Are the service ports open in “Network services” in web UI?

grafik

In “routed mode” it should work like that. No extra config needed.

Something like this should be in your route output:
192.168.1.0 192.168.1.2 255.255.255.0 UG 0 0 0 tunrw

From your logs it’s created but may be already set:

Felipe_Barbosa · December 17, 2018, 2:51pm

Hi @mrmarkuz

Thank you for your inputs. Yes, the service is enabled and running

But the weird thing is this I can’t see the port listening:

[root@nethserver ~]# netstat -an | grep 1194 | grep -i listen
[root@nethserver ~]# netstat -an | grep 2222 | grep -i listen
tcp 0 0 0.0.0.0:2222 0.0.0.0:* LISTEN
tcp6 0 0 :::2222 :::* LISTEN
[root@nethserver ~]# netstat -an | grep 80 | grep -i listen
tcp6 0 0 :::80 :::* LISTEN
tcp6 0 0 :::980 :::* LISTEN
tcp6 0 0 127.0.0.1:58009 :::* LISTEN
tcp6 0 0 127.0.0.1:58080 :::* LISTEN
unix 2 [ ACC ] STREAM LISTENING 34980 /var/run/dovecot/auth-worker
[root@nethserver ~]# netstat -an | grep 1194 | grep -i listen
[root@nethserver ~]#

so i believe that’s why I can’t connect from outside.

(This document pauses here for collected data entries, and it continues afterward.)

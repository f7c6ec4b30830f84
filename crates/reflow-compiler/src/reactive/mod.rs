//! Reactive tree: structured program form between the flow graph and output
//!
//! The control flow graph serializes into a tree of statements and
//! structured terminals, reactive scopes are interleaved as explicit
//! blocks, and the lowering passes rewrite the tree in place.

pub mod build;
pub mod passes;
pub mod tree;
pub mod validate;
pub mod visit;

pub use build::build_reactive_function;
pub use passes::lower_function;
pub use tree::{
    BreakKind, ReactiveCase, ReactiveFunction, ReactiveScopeBlock, ReactiveStatement,
    ReactiveTerminal, ReactiveTerminalStatement, ValueBlock,
};
pub use validate::validate_tree;
pub use visit::{
    transform_function, transform_statements, visit_function, visit_statements,
    ReactiveTransform, ReactiveVisitor, Transformed,
};
//! Error types for the reactive lowering pipeline
//!
//! Two classes of failure exist. Unsupported-input errors abort compilation
//! of a single function unit; sibling units are unaffected. Invariant
//! violations mean an earlier pass produced state that later passes are not
//! prepared to consume, and are fatal to the whole run.

use crate::hir::Span;
use thiserror::Error;

/// Errors raised by the analysis and lowering passes
#[derive(Debug, Error, Clone)]
pub enum CompileError {
    /// Input this pipeline cannot reliably structure or scope.
    ///
    /// Compilation of the offending function unit is abandoned; other
    /// function units may still compile.
    #[error("Unsupported input: {reason}")]
    Unsupported {
        /// Short machine-stable reason
        reason: String,
        /// Optional free-form detail
        description: Option<String>,
        /// Location of the offending construct
        span: Span,
    },

    /// An internal invariant no longer holds.
    ///
    /// Downstream passes assume the invariant unconditionally, so there is
    /// no safe local recovery.
    #[error("Invariant violation: {reason}")]
    Invariant {
        /// Short machine-stable reason
        reason: String,
        /// Optional free-form detail
        description: Option<String>,
        /// Location closest to the violation
        span: Span,
    },
}

impl CompileError {
    /// Build an unsupported-input error
    pub fn unsupported(reason: impl Into<String>, span: Span) -> Self {
        CompileError::Unsupported {
            reason: reason.into(),
            description: None,
            span,
        }
    }

    /// Build an invariant-violation error
    pub fn invariant(reason: impl Into<String>, span: Span) -> Self {
        CompileError::Invariant {
            reason: reason.into(),
            description: None,
            span,
        }
    }

    /// Attach a free-form description
    pub fn with_description(mut self, detail: impl Into<String>) -> Self {
        match &mut self {
            CompileError::Unsupported { description, .. }
            | CompileError::Invariant { description, .. } => {
                *description = Some(detail.into());
            }
        }
        self
    }

    /// Get the span associated with this error
    pub fn span(&self) -> Span {
        match self {
            CompileError::Unsupported { span, .. } => *span,
            CompileError::Invariant { span, .. } => *span,
        }
    }

    /// Whether this error is fatal to the whole run rather than to a
    /// single function unit
    pub fn is_invariant(&self) -> bool {
        matches!(self, CompileError::Invariant { .. })
    }
}

/// Result alias used throughout the crate
pub type CompileResult<T> = Result<T, CompileError>;
fn print_terminal(terminal: &ReactiveTerminal, depth: usize, out: &mut String) {
    let pad = "  ".repeat(depth);
    match terminal {
        ReactiveTerminal::Break { target, kind } => {
            writeln!(out, "{pad}break {target} ({kind:?})").unwrap();
        }
        ReactiveTerminal::Continue { target, kind } => {
            writeln!(out, "{pad}continue {target} ({kind:?})").unwrap();
        }
        ReactiveTerminal::Return { value } => match value {
            Some(value) => writeln!(out, "{pad}return {value}").unwrap(),
            None => writeln!(out, "{pad}return").unwrap(),
        },
        ReactiveTerminal::Throw { value } => writeln!(out, "{pad}throw {value}").unwrap(),
        ReactiveTerminal::If {
            test,
            consequent,
            alternate,
        } => {
            writeln!(out, "{pad}if {test} {{").unwrap();
            print_statements(consequent, depth + 1, out);
            if let Some(alternate) = alternate {
                writeln!(out, "{pad}}} else {{").unwrap();
                print_statements(alternate, depth + 1, out);
            }
            writeln!(out, "{pad}}}").unwrap();
        }
        ReactiveTerminal::Switch { test, cases } => {
            writeln!(out, "{pad}switch {test} {{").unwrap();
            for case in cases {
                match &case.test {
                    Some(test) => writeln!(out, "{pad}case {test}:").unwrap(),
                    None => writeln!(out, "{pad}default:").unwrap(),
                }
                print_statements(&case.body, depth + 1, out);
            }
            writeln!(out, "{pad}}}").unwrap();
        }
        ReactiveTerminal::While { test, body } => {
            writeln!(out, "{pad}while {} {{", test.value).unwrap();
            print_statements(body, depth + 1, out);
            writeln!(out, "{pad}}}").unwrap();
        }
        ReactiveTerminal::DoWhile { body, test } => {
            writeln!(out, "{pad}do {{").unwrap();
            print_statements(body, depth + 1, out);
            writeln!(out, "{pad}}} while {}", test.value).unwrap();
        }
        ReactiveTerminal::For { test, body, .. } => {
            writeln!(out, "{pad}for (; {} ;) {{", test.value).unwrap();
            print_statements(body, depth + 1, out);
            writeln!(out, "{pad}}}").unwrap();
        }
        ReactiveTerminal::ForOf {
            binding,
            iterable,
            body,
        } => {
            writeln!(out, "{pad}for ({binding} of {iterable}) {{").unwrap();
            print_statements(body, depth + 1, out);
            writeln!(out, "{pad}}}").unwrap();
        }
        ReactiveTerminal::ForIn {
            binding,
            object,
            body,
        } => {
            writeln!(out, "{pad}for ({binding} in {object}) {{").unwrap();
            print_statements(body, depth + 1, out);
            writeln!(out, "{pad}}}").unwrap();
        }
        ReactiveTerminal::Label { body } => {
            writeln!(out, "{pad}{{").unwrap();
            print_statements(body, depth + 1, out);
            writeln!(out, "{pad}}}").unwrap();
        }
        ReactiveTerminal::Try {
            body,
            handler_binding,
            handler,
        } => {
            writeln!(out, "{pad}try {{").unwrap();
            print_statements(body, depth + 1, out);
            match handler_binding {
                Some(binding) => writeln!(out, "{pad}}} catch ({binding}) {{").unwrap(),
                None => writeln!(out, "{pad}}} catch {{").unwrap(),
            }
            print_statements(handler, depth + 1, out);
            writeln!(out, "{pad}}}").unwrap();
        }
    }
}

I’m also worndering if over here I configured correctly:

Uploading…

Not sure what I have to set in the remote network field

Thanks

mrmarkuz · December 17, 2018, 9:53pm

Are there errors in the logfiles in /var/log/openvpn/* or at client side?

To check the UDP port you may use

nmap -sU -p1194 localhost

or instead of netstat:

lsof -i -P | grep 1194.

Felipe_Barbosa · December 18, 2018, 1:21pm

Thank you @mrmarkuz

[root@nethserver ~]# nmap -sU -p1194 localhost

Starting Nmap 6.40 ( http://nmap.org ) at 2018-12-18 10:07 -03
Nmap scan report for localhost (127.0.0.1)
Host is up.
PORT STATE SERVICE
1194/udp open|filtered openvpn

Nmap done: 1 IP address (1 host up) scanned in 2.11 seconds
[root@nethserver ~]# lsof -i -P | grep 1194
openvpn 15367 root 7u IPv4 568651 0t0 UDP *:1194
[root@nethserver ~]#

It seems to be up.
This is what I get from client and server

Timeout from client and nothing from server side. I have set port forward in my router, firewalld disabled but nothing…

have nothing at this time, tried everything.

m.traeumner · January 9, 2019, 1:01pm

@support_team Has Somebody else an idea here?

saitobenkei · January 9, 2019, 1:12pm

Let’s try leaving empty the “Reserved IP”, “Network Address” and “Network mask” in “Roadwarrior account”

Whch is the Operating System of the client? If it’s Windows, remember to launch the OpenVPN Client in administrative mode (click with the right button of the mouse on the OpenVPN Client icon, then select “Start as administrator”) otherwise OpenVPN Client isn’t able to create the correct route to the server.